• [Exercise directions]: Return a verbatim reproduction of each line, starting at the line with "assert_eq!(config, loaded);" and ending at the last line of the listing below.

• [Provided records]:
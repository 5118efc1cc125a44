//! Configuration structs with sensible defaults and RON persistence.

use std::path::{Path, PathBuf};

use serde::{Deserialize, Serialize};

use crate::error::ConfigError;

/// File name of the persisted configuration inside the config directory.
pub const CONFIG_FILE_NAME: &str = "apollo.ron";

/// Deepest subdivision the `u32` index type can address (`6 * 4^(d+1)` must fit).
pub const MAX_SUBDIVISION_DEPTH: u32 = 13;

/// Upper bound on buffered frames; more than this only adds latency.
pub const MAX_FRAMES_IN_FLIGHT: u32 = 8;

/// Top-level configuration.
#[derive(Debug, Clone, Default, Serialize, Deserialize, PartialEq)]
#[serde(default)]
pub struct Config {
    /// Window settings, consumed by the windowing layer only.
    pub window: WindowConfig,
    /// Quad-sphere mesh and hierarchy settings.
    pub sphere: SphereConfig,
    /// Visibility query settings.
    pub culling: CullingConfig,
    /// Frame pacing and buffering.
    pub frames: FrameConfig,
    /// Demo camera settings.
    pub camera: CameraConfig,
    /// Debug/development settings.
    pub debug: DebugConfig,
}

/// Window configuration.
#[derive(Debug, Clone, Serialize, Deserialize, PartialEq)]
#[serde(default)]
pub struct WindowConfig {
    /// Window width in logical pixels.
    pub width: u32,
    /// Window height in logical pixels.
    pub height: u32,
    /// Start in fullscreen mode.
    pub fullscreen: bool,
    /// Window title.
    pub title: String,
}

/// Quad-sphere mesh configuration.
#[derive(Debug, Clone, Serialize, Deserialize, PartialEq)]
#[serde(default)]
pub struct SphereConfig {
    /// Edge length of the base cube. The sphere radius is half of this.
    pub edge_length: f32,
    /// Number of quad subdivision rounds applied to the base cube.
    pub max_subdivision_depth: u32,
    /// Deepest quadtree level. Clamped to `max_subdivision_depth`.
    pub max_node_level: u32,
    /// Level at which patch centers are baked into the vertex data.
    ///
    /// Fixed by the amplification shader's contract.
    pub attribute_level: u32,
}

/// Visibility query configuration.
#[derive(Debug, Clone, Serialize, Deserialize, PartialEq)]
#[serde(default)]
pub struct CullingConfig {
    /// Disable to draw every face at full resolution.
    pub enabled: bool,
    /// Nodes shallower than this level are never culled.
    pub never_cull_below_level: u32,
}

/// Frame buffering configuration.
#[derive(Debug, Clone, Serialize, Deserialize, PartialEq)]
#[serde(default)]
pub struct FrameConfig {
    /// Number of frames the CPU may record ahead of the GPU.
    pub frames_in_flight: u32,
}

/// Demo camera configuration.
#[derive(Debug, Clone, Serialize, Deserialize, PartialEq)]
#[serde(default)]
pub struct CameraConfig {
    /// Starting distance from the sphere center.
    pub start_distance: f32,
    /// Vertical field of view in degrees.
    pub fov_degrees: f32,
    /// Near clip distance.
    pub near: f32,
    /// Upper bound on the far clip distance. The demo camera places the
    /// far plane at the sphere center, never beyond this.
    pub far: f32,
    /// Orbit speed in radians per second.
    pub orbit_speed: f32,
}

/// Debug/development configuration.
#[derive(Debug, Clone, Serialize, Deserialize, PartialEq)]
#[serde(default)]
pub struct DebugConfig {
    /// Log level override (e.g., "debug", "info", "warn").
    pub log_level: String,
    /// Log frame statistics every N frames (0 = never).
    pub stats_interval_frames: u32,
}

// --- Default implementations ---

impl Default for WindowConfig {
    fn default() -> Self {
        Self {
            width: 1280,
            height: 720,
            fullscreen: false,
            title: "Apollo".to_string(),
        }
    }
}

impl Default for SphereConfig {
    fn default() -> Self {
        Self {
            edge_length: 300.0,
            max_subdivision_depth: 5,
            max_node_level: 4,
            attribute_level: 5,
        }
    }
}

impl SphereConfig {
    /// Radius of the sphere the culling geometry is projected onto.
    pub fn radius(&self) -> f32 {
        self.edge_length * 0.5
    }

    /// Quadtree depth actually built: never deeper than the mesh.
    pub fn node_level_limit(&self) -> u32 {
        self.max_node_level.min(self.max_subdivision_depth)
    }
}

impl Default for CullingConfig {
    fn default() -> Self {
        Self {
            enabled: true,
            never_cull_below_level: 1,
        }
    }
}

impl Default for FrameConfig {
    fn default() -> Self {
        Self {
            frames_in_flight: 3,
        }
    }
}

impl Default for CameraConfig {
    fn default() -> Self {
        Self {
            start_distance: 500.0,
            fov_degrees: 45.0,
            near: 0.01,
            far: 1000.0,
            orbit_speed: 0.25,
        }
    }
}

impl Default for DebugConfig {
    fn default() -> Self {
        Self {
            log_level: "info".to_string(),
            stats_interval_frames: 120,
        }
    }
}

// --- Validation ---

impl Config {
    /// Check every value the mesh builder and stream setup depend on.
    ///
    /// Called before any GPU resource is created.
    pub fn validate(&self) -> Result<(), ConfigError> {
        let sphere = &self.sphere;
        if !sphere.edge_length.is_finite() || sphere.edge_length <= 0.0 {
            return Err(ConfigError::Invalid {
                field: "sphere.edge_length",
                reason: format!("must be a positive finite number, got {}", sphere.edge_length),
            });
        }
        if sphere.max_subdivision_depth > MAX_SUBDIVISION_DEPTH {
            return Err(ConfigError::Invalid {
                field: "sphere.max_subdivision_depth",
                reason: format!(
                    "{} overflows the 32-bit index type (max {MAX_SUBDIVISION_DEPTH})",
                    sphere.max_subdivision_depth
                ),
            });
        }
        if sphere.attribute_level > sphere.max_subdivision_depth {
            return Err(ConfigError::Invalid {
                field: "sphere.attribute_level",
                reason: format!(
                    "{} is deeper than the mesh ({})",
                    sphere.attribute_level, sphere.max_subdivision_depth
                ),
            });
        }
        if self.frames.frames_in_flight == 0 || self.frames.frames_in_flight > MAX_FRAMES_IN_FLIGHT
        {
            return Err(ConfigError::Invalid {
                field: "frames.frames_in_flight",
                reason: format!(
                    "must be in 1..={MAX_FRAMES_IN_FLIGHT}, got {}",
                    self.frames.frames_in_flight
                ),
            });
        }
        if !self.camera.near.is_finite() || self.camera.near <= 0.0 {
            return Err(ConfigError::Invalid {
                field: "camera.near",
                reason: format!("must be positive, got {}", self.camera.near),
            });
        }
        if !self.camera.far.is_finite() || self.camera.far <= self.camera.near {
            return Err(ConfigError::Invalid {
                field: "camera.far",
                reason: format!(
                    "must be finite and beyond camera.near ({}), got {}",
                    self.camera.near, self.camera.far
                ),
            });
        }
        Ok(())
    }
}

// --- Load / Save / Reload ---

impl Config {
    /// Platform default config directory (`<config_dir>/apollo`).
    pub fn default_dir() -> Result<PathBuf, ConfigError> {
        dirs::config_dir()
            .map(|dir| dir.join("apollo"))
            .ok_or(ConfigError::NoConfigDir)
    }

    /// Load config from the given directory, or create a default config file.
    pub fn load_or_create(config_dir: &Path) -> Result<Self, ConfigError> {
        let config_path = config_dir.join(CONFIG_FILE_NAME);

        if config_path.exists() {
            let contents = std::fs::read_to_string(&config_path).map_err(ConfigError::ReadError)?;
            let config: Config = ron::from_str(&contents).map_err(ConfigError::ParseError)?;
            log::info!("Loaded config from {}", config_path.display());
            Ok(config)
        } else {
            let config = Config::default();
            config.save(config_dir)?;
            log::info!("Created default config at {}", config_path.display());
            Ok(config)
        }
    }

    /// Save config to the given directory as `apollo.ron`.
    pub fn save(&self, config_dir: &Path) -> Result<(), ConfigError> {
        std::fs::create_dir_all(config_dir).map_err(ConfigError::WriteError)?;

        let config_path = config_dir.join(CONFIG_FILE_NAME);
        let pretty = ron::ser::PrettyConfig::new()
            .depth_limit(3)
            .separate_tuple_members(true)
            .enumerate_arrays(false);

        let serialized =
            ron::ser::to_string_pretty(self, pretty).map_err(ConfigError::SerializeError)?;

        std::fs::write(&config_path, serialized).map_err(ConfigError::WriteError)?;
        Ok(())
    }
}

#[cfg(test)]
mod tests {
    use super::*;

    #[test]
    fn test_default_config_serializes() {
        let config = Config::default();
        let ron_str =
            ron::ser::to_string_pretty(&config, ron::ser::PrettyConfig::new().depth_limit(3))
                .unwrap();
        assert!(ron_str.contains("edge_length: 300.0"));
        assert!(ron_str.contains("frames_in_flight: 3"));
    }

    #[test]
    fn test_config_roundtrip() {
        let config = Config::default();
        let ron_str = ron::to_string(&config).unwrap();
        let deserialized: Config = ron::from_str(&ron_str).unwrap();
        assert_eq!(config, deserialized);
    }

    #[test]
    fn test_missing_section_uses_default() {
        let ron_str = "(window: (), sphere: (max_subdivision_depth: 6))";
        let config: Config = ron::from_str(ron_str).unwrap();
        assert_eq!(config.culling, CullingConfig::default());
        assert_eq!(config.sphere.max_subdivision_depth, 6);
        assert_eq!(config.sphere.edge_length, 300.0);
    }

    #[test]
    fn test_extra_field_ignored() {
        let result: Result<Config, _> = ron::from_str("(shadow_map_size: 2048)");
        assert!(result.is_ok());
    }

    #[test]
    fn test_negative_depth_rejected_by_parser() {
        let result: Result<Config, _> = ron::from_str("(sphere: (max_subdivision_depth: -1))");
        assert!(result.is_err());
    }

    #[test]
    fn test_default_config_is_valid() {
        assert!(Config::default().validate().is_ok());
    }

    #[test]
    fn test_overflowing_depth_is_invalid() {
        let mut config = Config::default();
        config.sphere.max_subdivision_depth = MAX_SUBDIVISION_DEPTH + 1;
        config.sphere.attribute_level = 0;
        match config.validate() {
            Err(ConfigError::Invalid { field, .. }) => {
                assert_eq!(field, "sphere.max_subdivision_depth")
            }
            other => panic!("expected depth error, got {other:?}"),
        }
    }

    #[test]
    fn test_attribute_level_deeper_than_mesh_is_invalid() {
        let mut config = Config::default();
        config.sphere.max_subdivision_depth = 3;
        match config.validate() {
            Err(ConfigError::Invalid { field, .. }) => assert_eq!(field, "sphere.attribute_level"),
            other => panic!("expected attribute level error, got {other:?}"),
        }
    }

    #[test]
    fn test_zero_frames_in_flight_is_invalid() {
        let mut config = Config::default();
        config.frames.frames_in_flight = 0;
        assert!(config.validate().is_err());
    }

    #[test]
    fn test_non_positive_edge_length_is_invalid() {
        let mut config = Config::default();
        config.sphere.edge_length = 0.0;
        assert!(config.validate().is_err());
        config.sphere.edge_length = f32::NAN;
        assert!(config.validate().is_err());
    }

    #[test]
    fn test_far_plane_must_exceed_near_plane() {
        let mut config = Config::default();
        config.camera.far = config.camera.near;
        let err = config.validate().unwrap_err();
        assert!(matches!(err, ConfigError::Invalid { field: "camera.far", .. }));
    }

    #[test]
    fn test_node_level_clamped_to_mesh_depth() {
        let sphere = SphereConfig {
            max_subdivision_depth: 2,
            max_node_level: 4,
            ..SphereConfig::default()
        };
        assert_eq!(sphere.node_level_limit(), 2);
        assert_eq!(SphereConfig::default().node_level_limit(), 4);
        assert_eq!(SphereConfig::default().radius(), 150.0);
    }

    #[test]
    fn test_save_and_load() {
        let dir = tempfile::tempdir().unwrap();
        let mut config = Config::default();
        config.sphere.max_subdivision_depth = 7;
        config.frames.frames_in_flight = 2;

        config.save(dir.path()).unwrap();
        let loaded = Config::load_or_create(dir.path()).unwrap();
        assert_eq!(config, loaded);
    }

    #[test]
    fn test_load_or_create_writes_default_file() {
        let dir = tempfile::tempdir().unwrap();
        let config = Config::load_or_create(dir.path()).unwrap();
        assert_eq!(config, Config::default());
        assert!(dir.path().join(CONFIG_FILE_NAME).exists());
    }

    #[test]
    fn test_invalid_ron_produces_error() {
        let result: Result<Config, _> = ron::from_str("{{not valid}}");
        assert!(result.is_err());
    }
}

• [Output below]:
        assert_eq!(config, loaded);
    }

    #[test]
    fn test_load_or_create_writes_default_file() {
        let dir = tempfile::tempdir().unwrap();
        let config = Config::load_or_create(dir.path()).unwrap();
        assert_eq!(config, Config::default());
        assert!(dir.path().join(CONFIG_FILE_NAME).exists());
    }

    #[test]
    fn test_invalid_ron_produces_error() {
        let result: Result<Config, _> = ron::from_str("{{not valid}}");
        assert!(result.is_err());
    }
}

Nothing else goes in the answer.